Мы поворачиваем к дому и замечаем возле него машину моей мамы. Она намерена побыть рядом, пока Макс на работе, чтобы удостовериться, что со мной все в порядке. Она выходит из машины и подходит к нашему грузовичку, чтобы помочь мне выбраться.
— Что тебе приготовить, Зои? — спрашивает она. — Чаю? Горячего шоколада? Мы можем посмотреть на видео сериал «Настоящая кровь»…
— Я просто хочу полежать, — отвечаю я и, когда они с Максом спешат мне помочь, отмахиваюсь.
Медленно, держась за стену, чтобы не упасть, я иду по дому. Но вместо того чтобы войти в нашу спальню в конце коридора, ныряю в комнатку поменьше, справа.
Еще месяц назад здесь был мой импровизированный кабинет — место, куда раз в неделю приходила Алекса, чтобы сверить счета. Недавно мы с Максом за одни выходные перекрасили ее в солнечно-желтый цвет, поставили кроватку и пеленальный столик, которые купили на распродаже, уплатив за все сорок долларов. Пока Макс таскал тяжести, я расставляла на полке свои любимые еще с детства книги: «Там, где живут чудовища», «Гарри — испачкавшийся пес», «Шляпы на продажу».
Но сейчас, когда я открыла дверь, у меня даже дух захватило. Вместо детской кроватки и пеленального столика стояла старая чертежная доска, которую я использовала в качестве письменного стола. Снова подключен и гудит мой компьютер. Рядом аккуратно сложены мои папки. А мои инструменты — джамбе, банджо, гитары и колокольчики — выстроились вдоль стены. Единственным напоминанием о том, что здесь некогда была детская, остались стены — солнечно-желтые. Именно с этим цветом ассоциируются у человека чувства, от которых он улыбается.
Я ложусь на плетеный коврик посреди комнаты и подтягиваю колени к груди. В коридоре раздается голос Макса:
— Зои! Зои! Ты где?
Я слышу, как он распахивает дверь спальни, заглядывает туда и быстро уходит. Потом открывается дверь, и он видит меня.
— Зои! Что-то не так? — восклицает он.
Я обвожу взглядом комнату, эту не-детскую комнату, и вспоминаю мистера Докера: вот что значит понимать, где ты находишься. Как будто очнуться от самого сладкого сна и обнаружить у себя в горле сотни ножей.
— Все! — шепчу я.
Макс опускается рядом со мной на пол.
— Нам нужно поговорить.
Я не смотрю на него. Я продолжаю лежать на полу. Продолжаю смотреть прямо перед собой. Мой взгляд упирается в батарею. Макс забыл вытащить из розеток заглушки. Все розетки закрыты этими плоскими пластмассовыми крышками, чтобы ребенка не ударило током.

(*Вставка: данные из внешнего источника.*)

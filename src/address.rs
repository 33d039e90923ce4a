// Copyright (C) 2025 Joshua Kesler
//
// This program is free software: you can redistribute it and/or modify
// it under the terms of the GNU General Public License as published by
// the Free Software Foundation, either version 3 of the License, or
// (at your option) any later version.
//
// This program is distributed in the hope that it will be useful,
// but WITHOUT ANY WARRANTY; without even the implied warranty of
// MERCHANTABILITY or FITNESS FOR A PARTICULAR PURPOSE. See the
// GNU General Public License for more details.
//
// You should have received a copy of the GNU General Public License
// along with this program. If not, see <https://www.gnu.org/licenses/>.

use crate::messages::SLOT_COUNT;

pub const PLACEHOLDERS: [&str; SLOT_COUNT] = [
    "10.0.0.121:8080",
    "10.0.0.122:8080",
    "10.0.0.123:8080",
    "10.0.0.124:8080"
];

const SCHEMES: [&str; 5] = ["http://", "https://", "rtsp://", "file://", "device://"];

/// Turns what the user typed into a source address. Bare `host:port`
/// entries follow the IP-webcam convention of serving MJPEG at `/video`.
pub fn normalize_address(input: &str) -> String {
    let text = input.trim();
    if text.is_empty() {
        return String::new();
    }
    let lower = text.to_ascii_lowercase();
    if SCHEMES.iter().any(|s| lower.starts_with(s)) {
        text.to_string()
    } else {
        format!("http://{}/video", text)
    }
}

pub fn normalize_all(inputs: &[String; SLOT_COUNT]) -> [String; SLOT_COUNT] {
    std::array::from_fn(|i| normalize_address(&inputs[i]))
}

Слишком, черт побери, поздно.
— Не сейчас, — отвечаю я.
Человек теряет ключи, бумажник. Можно потерять работу или вес.
Можно потерять деньги. Или ум.
Потерять надежду, веру. Можно потеряться в пространстве.
Можно потерять из виду друзей.
Потерять голову. Сознание.
Можно потерять ребенка — так говорят.
Только я точно знаю, где он сейчас находится.

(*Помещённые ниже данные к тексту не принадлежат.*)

// Copyright (C) 2025 Joshua Kesler
//
// This program is free software: you can redistribute it and/or modify
// it under the terms of the GNU General Public License as published by
// the Free Software Foundation, either version 3 of the License, or
// (at your option) any later version.
//
// This program is distributed in the hope that it will be useful,
// but WITHOUT ANY WARRANTY; without even the implied warranty of
// MERCHANTABILITY or FITNESS FOR A PARTICULAR PURPOSE. See the
// GNU General Public License for more details.
//
// You should have received a copy of the GNU General Public License
// along with this program. If not, see <https://www.gnu.org/licenses/>.

use crate::camera::{AcquisitionHandle, LoopSettings, start_acquisition_thread};
use crate::capture::SourceOpener;
use crate::display::{DisplaySurface, IdleReason};
use crate::mailbox::{MailboxReader, Waker, mailbox};
use crate::messages::{CameraSlot, SLOT_COUNT, SlotEvent, StreamError, StreamErrorKind, slot::slots_from_addresses};
use chrono::Local;
use std::{sync::Arc, time::{Duration, Instant}};

#[derive(Debug, Clone, Copy)]
pub struct SessionSettings {
    pub loop_settings: LoopSettings,
    pub stop_timeout: Duration
}

impl Default for SessionSettings {
    fn default() -> Self {
        Self { loop_settings: LoopSettings::default(), stop_timeout: Duration::from_millis(500) }
    }
}

#[derive(Debug, Clone, Default, PartialEq)]
pub struct StopReport {
    pub stopped: Vec<usize>,
    pub stuck: Vec<usize>
}

impl StopReport {
    pub fn is_clean(&self) -> bool {
        self.stuck.is_empty()
    }
}

struct ActiveLoop {
    handle: AcquisitionHandle,
    inbox: MailboxReader
}

/// Owns every acquisition loop and the display surface of each slot.
/// Lives on the UI thread; loops only ever reach it through their mailbox.
pub struct SessionController {
    opener: Arc<dyn SourceOpener>,
    settings: SessionSettings,
    waker: Option<Waker>,
    slots: [CameraSlot; SLOT_COUNT],
    active: Vec<ActiveLoop>,
    surfaces: [DisplaySurface; SLOT_COUNT],
    status: String,
    streaming: bool
}

impl SessionController {
    pub fn new(opener: Arc<dyn SourceOpener>, settings: SessionSettings) -> Self {
        Self {
            opener,
            settings,
            waker: None,
            slots: std::array::from_fn(|i| CameraSlot::new(i, "")),
            active: Vec::new(),
            surfaces: std::array::from_fn(DisplaySurface::new),
            status: String::from("Ready"),
            streaming: false
        }
    }

    /// Called by every loop after it publishes, from the loop's thread.
    pub fn with_waker(mut self, waker: Waker) -> Self {
        self.waker = Some(waker);
        self
    }

    pub fn start_session(&mut self, addresses: &[String; SLOT_COUNT]) -> usize {
        self.stop_session();
        self.slots = slots_from_addresses(addresses);
        self.streaming = true;
        self.status = String::from("Streaming...");

        for slot in self.slots.clone() {
            if slot.is_empty() {
                self.surfaces[slot.index].reset(IdleReason::EmptyAddress);
                continue;
            }
            self.surfaces[slot.index].reset(IdleReason::NoSignal);
            log::debug!("starting {}", slot);
            let (tx, inbox) = mailbox(self.waker.clone());
            match start_acquisition_thread(slot.index, slot.address.clone(), self.opener.clone(), tx, self.settings.loop_settings) {
                Ok(handle) => self.active.push(ActiveLoop { handle, inbox }),
                Err(e) => {
                    let message = format!("[X] Cannot start {}: {}", slot.label(), e);
                    self.route(SlotEvent::Error(StreamError::new(slot.index, StreamErrorKind::SourceOpenFailed, message)));
                }
            }
        }

        log::info!("session started with {} camera(s)", self.active.len());
        self.active.len()
    }

    pub fn stop_session(&mut self) -> StopReport {
        if !self.streaming && self.active.is_empty() {
            return StopReport::default();
        }
        for active in &mut self.active {
            active.handle.request_stop();
        }

        let deadline = Instant::now() + self.settings.stop_timeout;
        let mut report = StopReport::default();
        for active in self.active.drain(..) {
            let slot = active.handle.slot();
            let wait = deadline.saturating_duration_since(Instant::now());
            if active.handle.join_within(wait) {
                report.stopped.push(slot);
            } else {
                report.stuck.push(slot);
            }
        }

        for surface in &mut self.surfaces {
            surface.reset(IdleReason::Stopped);
        }
        self.streaming = false;
        if report.is_clean() {
            self.status = String::from("Stopped");
        } else {
            self.status = format!("Stopped ({} camera(s) did not shut down)", report.stuck.len());
            log::warn!("cameras {:?} still running after stop", report.stuck.iter().map(|s| s + 1).collect::<Vec<_>>());
        }
        if !report.stopped.is_empty() {
            log::info!("session stopped, {} camera(s) released", report.stopped.len());
        }
        report
    }

    /// Moves whatever the loops published since the last call onto the
    /// surfaces. Returns how many events were routed.
    pub fn pump(&mut self) -> usize {
        let events: Vec<SlotEvent> = self.active.iter().filter_map(|a| a.inbox.take()).collect();
        let count = events.len();
        for event in events {
            self.route(event);
        }
        count
    }

    pub fn route(&mut self, event: SlotEvent) -> bool {
        let index = event.slot();
        if index >= SLOT_COUNT {
            log::debug!("dropping event for unknown slot {}", index);
            return false;
        }
        if let SlotEvent::Error(err) = &event {
            log::warn!("camera {} {}: {}", index + 1, err.kind, err.message);
            self.status = format!("{} {}", Local::now().format("%H:%M:%S"), err.message);
        }
        self.surfaces[index].apply(event)
    }

    pub fn surfaces(&self) -> &[DisplaySurface; SLOT_COUNT] {
        &self.surfaces
    }

    pub fn surface_mut(&mut self, index: usize) -> Option<&mut DisplaySurface> {
        self.surfaces.get_mut(index)
    }

    pub fn slots(&self) -> &[CameraSlot; SLOT_COUNT] {
        &self.slots
    }

    pub fn status(&self) -> &str {
        &self.status
    }

    pub fn is_streaming(&self) -> bool {
        self.streaming
    }

    pub fn active_loops(&self) -> usize {
        self.active.len()
    }

    /// Loops that have not yet ended on their own.
    pub fn running_loops(&self) -> usize {
        self.active.iter().filter(|a| !a.handle.is_finished()).count()
    }
}

impl Drop for SessionController {
    fn drop(&mut self) {
        if !self.active.is_empty() {
            self.stop_session();
        }
    }
}

#[cfg(test)]
mod tests {
    use super::*;
    use crate::address::normalize_all;
    use crate::capture::fake::{Script, ScriptedOpener};
    use crate::display::SurfaceState;
    use std::thread;

    fn settings() -> SessionSettings {
        SessionSettings {
            loop_settings: LoopSettings { fallback_interval: Duration::from_millis(1) },
            stop_timeout: Duration::from_millis(500)
        }
    }

    fn addresses(list: [&str; SLOT_COUNT]) -> [String; SLOT_COUNT] {
        list.map(String::from)
    }

    fn pump_until(ctrl: &mut SessionController, mut done: impl FnMut(&SessionController) -> bool) -> bool {
        let deadline = Instant::now() + Duration::from_secs(5);
        while Instant::now() < deadline {
            ctrl.pump();
            if done(ctrl) {
                return true;
            }
            thread::sleep(Duration::from_millis(2));
        }
        false
    }

    fn wait_for_opens(opener: &ScriptedOpener, count: usize) -> Vec<String> {
        let deadline = Instant::now() + Duration::from_secs(5);
        while opener.opened().len() < count && Instant::now() < deadline {
            thread::sleep(Duration::from_millis(2));
        }
        let mut opened = opener.opened();
        opened.sort();
        opened
    }

    #[test]
    fn one_loop_per_non_empty_slot() {
        let opener = Arc::new(ScriptedOpener::new(Script::Endless { fps: 50.0 }));
        let mut ctrl = SessionController::new(opener.clone(), settings());

        let started = ctrl.start_session(&addresses(["http://h1/video", "", "rtsp://h3/stream", ""]));
        assert_eq!(started, 2);
        assert_eq!(ctrl.active_loops(), 2);
        assert!(ctrl.is_streaming());
        assert_eq!(ctrl.status(), "Streaming...");
        for empty in [1, 3] {
            assert_eq!(ctrl.surfaces()[empty].state(), SurfaceState::NoSource);
            assert!(ctrl.surfaces()[empty].caption().ends_with("(empty URL)"));
        }
        assert_eq!(wait_for_opens(&opener, 2), vec!["http://h1/video", "rtsp://h3/stream"]);

        assert!(pump_until(&mut ctrl, |c| c.surfaces()[0].state() == SurfaceState::Streaming && c.surfaces()[2].state() == SurfaceState::Streaming));
        assert_eq!(ctrl.running_loops(), 2);
        assert!(ctrl.stop_session().is_clean());
    }

    #[test]
    fn bare_entry_is_rewritten_before_the_loop_opens_it() {
        let opener = Arc::new(ScriptedOpener::new(Script::FramesThenFail(0)));
        let mut ctrl = SessionController::new(opener.clone(), settings());

        ctrl.start_session(&normalize_all(&addresses(["10.0.0.5:8080", "", "", ""])));
        assert_eq!(wait_for_opens(&opener, 1), vec!["http://10.0.0.5:8080/video"]);
        ctrl.stop_session();
    }

    #[test]
    fn stop_resets_streaming_and_failed_surfaces() {
        let opener = Arc::new(ScriptedOpener::new(Script::Endless { fps: 100.0 }).with("bad://cam", Script::FailOpen));
        let mut ctrl = SessionController::new(opener.clone(), settings());
        ctrl.start_session(&addresses(["good://cam", "bad://cam", "", ""]));

        assert!(pump_until(&mut ctrl, |c| c.surfaces()[0].state() == SurfaceState::Streaming && c.surfaces()[1].state() == SurfaceState::Error));
        assert!(ctrl.status().contains("Cannot open video: bad://cam"));

        let mut report = ctrl.stop_session();
        report.stopped.sort();
        assert_eq!(report.stopped, vec![0, 1]);
        assert!(report.stuck.is_empty());
        for surface in ctrl.surfaces() {
            assert_eq!(surface.state(), SurfaceState::NoSource);
            assert!(!surface.has_image());
        }
        assert_eq!(ctrl.status(), "Stopped");
        assert_eq!(opener.released(), 1);
        assert!(!ctrl.is_streaming());
    }

    #[test]
    fn failed_slot_leaves_others_streaming() {
        let opener = Arc::new(ScriptedOpener::new(Script::Endless { fps: 100.0 }).with("dead", Script::FramesThenFail(2)));
        let mut ctrl = SessionController::new(opener, settings());
        ctrl.start_session(&addresses(["dead", "live", "", ""]));

        assert!(pump_until(&mut ctrl, |c| c.surfaces()[0].state() == SurfaceState::Error && c.surfaces()[1].state() == SurfaceState::Streaming));
        assert!(ctrl.surfaces()[0].last_error().unwrap().contains("Cannot read frame from: dead"));
        let shown = ctrl.surfaces()[1].frames_shown();
        assert!(pump_until(&mut ctrl, |c| c.surfaces()[1].frames_shown() > shown));
        assert_eq!(ctrl.surfaces()[0].state(), SurfaceState::Error);
    }

    #[test]
    fn stopping_twice_is_a_no_op() {
        let opener = Arc::new(ScriptedOpener::new(Script::Endless { fps: 30.0 }));
        let mut ctrl = SessionController::new(opener, settings());
        assert_eq!(ctrl.stop_session(), StopReport::default());

        ctrl.start_session(&addresses(["a", "b", "c", "d"]));
        assert_eq!(ctrl.stop_session().stopped.len(), 4);
        assert_eq!(ctrl.stop_session(), StopReport::default());
        assert_eq!(ctrl.status(), "Stopped");
        assert_eq!(ctrl.active_loops(), 0);
    }

    #[test]
    fn stop_before_any_start_keeps_the_idle_view() {
        let opener = Arc::new(ScriptedOpener::new(Script::Endless { fps: 30.0 }));
        let mut ctrl = SessionController::new(opener, settings());
        assert_eq!(ctrl.stop_session(), StopReport::default());
        assert_eq!(ctrl.status(), "Ready");
        for (i, surface) in ctrl.surfaces().iter().enumerate() {
            assert_eq!(surface.state(), SurfaceState::NoSource);
            assert_eq!(surface.caption(), format!("Camera {}\n(no signal)", i + 1));
        }
    }

    #[test]
    fn restart_never_shows_frames_from_the_previous_session() {
        let opener = Arc::new(ScriptedOpener::new(Script::Endless { fps: 200.0 }));
        let mut ctrl = SessionController::new(opener.clone(), settings());

        ctrl.start_session(&addresses(["alpha", "", "", ""]));
        assert!(pump_until(&mut ctrl, |c| c.surfaces()[0].state() == SurfaceState::Streaming));

        ctrl.start_session(&addresses(["bravo", "", "", ""]));
        assert_eq!(opener.released(), 1);
        assert_eq!(ctrl.active_loops(), 1);

        let mut seen = 0;
        let deadline = Instant::now() + Duration::from_millis(200);
        while Instant::now() < deadline {
            ctrl.pump();
            if let Some(frame) = ctrl.surface_mut(0).and_then(|s| s.take_pending()) {
                assert!(frame.pixels.iter().all(|&b| b == b'b'));
                seen += 1;
            }
            thread::sleep(Duration::from_millis(1));
        }
        assert!(seen > 0);
        ctrl.stop_session();
    }

    #[test]
    fn events_for_unknown_slots_are_discarded() {
        let mut ctrl = SessionController::new(Arc::new(ScriptedOpener::new(Script::FailOpen)), settings());
        let routed = ctrl.route(SlotEvent::Error(StreamError::new(SLOT_COUNT, StreamErrorKind::SourceReadFailed, "ghost")));
        assert!(!routed);
        assert_eq!(ctrl.status(), "Ready");
        assert!(ctrl.surfaces().iter().all(|s| s.state() == SurfaceState::NoSource));
    }

    #[test]
    fn stuck_loop_is_reported() {
        let opener = Arc::new(ScriptedOpener::new(Script::Stall(Duration::from_millis(300))));
        let mut ctrl = SessionController::new(opener.clone(), SessionSettings { stop_timeout: Duration::from_millis(20), ..settings() });
        ctrl.start_session(&addresses(["slow", "", "", ""]));
        wait_for_opens(&opener, 1);

        let report = ctrl.stop_session();
        assert_eq!(report.stuck, vec![0]);
        assert!(ctrl.status().contains("did not shut down"));
        assert_eq!(ctrl.surfaces()[0].state(), SurfaceState::NoSource);
    }
}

На следующее утро я просыпаюсь, а грудь — каменная. Мне даже больно дышать. У меня нет ребенка, но, видимо, мое тело еще этого не знает. Медсестры в больнице предупреждали об этом. Раньше делали укол, чтобы предотвратить лактацию, но у препарата множество побочных эффектов, поэтому единственное, что им оставалось — отпустить меня домой, не забыв честно предупредить о возможных последствиях.
Половина Макса не тронута. Вчера он спать не ложился; я не знаю, где он ночевал. Сейчас Макс уже уехал на работу.
— Мама! — зову я, но никто не идет.
Я сажусь и замечаю на прикроватной тумбочке записку. «Ушла в магазин» — написано маминым почерком.
Я роюсь в больничных выписках. Но никому в голову не может прийти оставить женщине, у которой родился мертвый ребенок, телефоны специалиста по лактации.
Ощущая себя полной дурой, я набираю рабочий номер доктора Гельман. Трубку снимает ее секретарь — милая девушка, с которой я встречалась ежемесячно в течение полугода.
— Здравствуйте, это Зои Бакстер, — представляюсь я.
— Зои! — радостно восклицает она. — Слышала, что вас привезли в пятницу! Ну? Кто? Мальчик или девочка?
По ее захлебывающемуся голосу я понимаю, что она понятия не имеет о том, что произошло в выходные. Слова, будто пожухлые листья, слетают с моих губ.